In Cameroon, the CCM is carrying out a reform process that it would be relevant to support. Strategic monitoring, which is one of the four main areas of responsibility of CCMs, includes essential issues related to finance, programs and managing the grant portfolio. These components contribute to strengthening the country's health system. The CCM has a very effective Strategic Monitoring Committee, which has been chaired by UNAIDS for seven years. It is crucial to support this to ensure that grants are used in accordance with the plans and objectives set out. UNAIDS should be strengthened and supported in its role of coordinating Technical Assistance (TA) providers in order to avoid duplication.

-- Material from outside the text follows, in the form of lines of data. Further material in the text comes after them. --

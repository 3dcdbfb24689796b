//! Append-only log of the frames a role has exchanged.

use chrono::{DateTime, Local};
use parking_lot::Mutex;
use std::fmt;

/// Which way a history entry went.
#[derive(Debug, Clone, Copy, PartialEq, Eq)]
pub enum HistoryDirection {
    /// Sent by this role.
    Sent,
    /// Received from the peer.
    Received,
    /// A local note, e.g. an operation boundary.
    Marker,
}

impl HistoryDirection {
    fn arrow(&self) -> &'static str {
        match self {
            HistoryDirection::Sent => ">>",
            HistoryDirection::Received => "<<",
            HistoryDirection::Marker => "--",
        }
    }
}

/// One history line.
#[derive(Debug, Clone)]
pub struct HistoryRecord {
    /// When the entry was recorded.
    pub at: DateTime<Local>,
    /// Direction of travel.
    pub direction: HistoryDirection,
    /// Frame text without terminator, or the marker text.
    pub text: String,
}

impl fmt::Display for HistoryRecord {
    fn fmt(&self, f: &mut fmt::Formatter<'_>) -> fmt::Result {
        write!(
            f,
            "{} {} {}",
            self.at.format("%H:%M:%S%.3f"),
            self.direction.arrow(),
            self.text
        )
    }
}

/// Thread-safe command history.
#[derive(Debug, Default)]
pub struct CommandHistory {
    records: Mutex<Vec<HistoryRecord>>,
}

impl CommandHistory {
    /// Create an empty history.
    pub fn new() -> Self {
        Self::default()
    }

    /// Append an entry.
    pub fn record(&self, direction: HistoryDirection, text: impl Into<String>) {
        self.records.lock().push(HistoryRecord {
            at: Local::now(),
            direction,
            text: text.into(),
        });
    }

    /// Number of entries.
    pub fn len(&self) -> usize {
        self.records.lock().len()
    }

    /// Whether nothing has been recorded.
    pub fn is_empty(&self) -> bool {
        self.records.lock().is_empty()
    }

    /// Copy of every entry, oldest first.
    pub fn entries(&self) -> Vec<HistoryRecord> {
        self.records.lock().clone()
    }

    /// Entries rendered one per line.
    pub fn render(&self) -> String {
        self.records
            .lock()
            .iter()
            .map(|record| format!("{}\n", record))
            .collect()
    }
}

Technical assistance needs are covered effectively in funding requests. However, under the leadership of the CCM, a consolidated technical assistance plan for the overall implementation of the program should be developed.
L'Initiative can play a key role in supporting CCM reform
This involves supporting strategic monitoring to ensure that resources actually benefit patients. A dialogue could also be conducted with the Global Fund with the aim of revising certain procedures to better assess the impact of grants. Countries spend a lot of time on the process of developing new grants while grants from the previous cycle are still implemented by Principal Recipients. A funding cycle of five years instead of three would leave enough time to assess the impact of programs.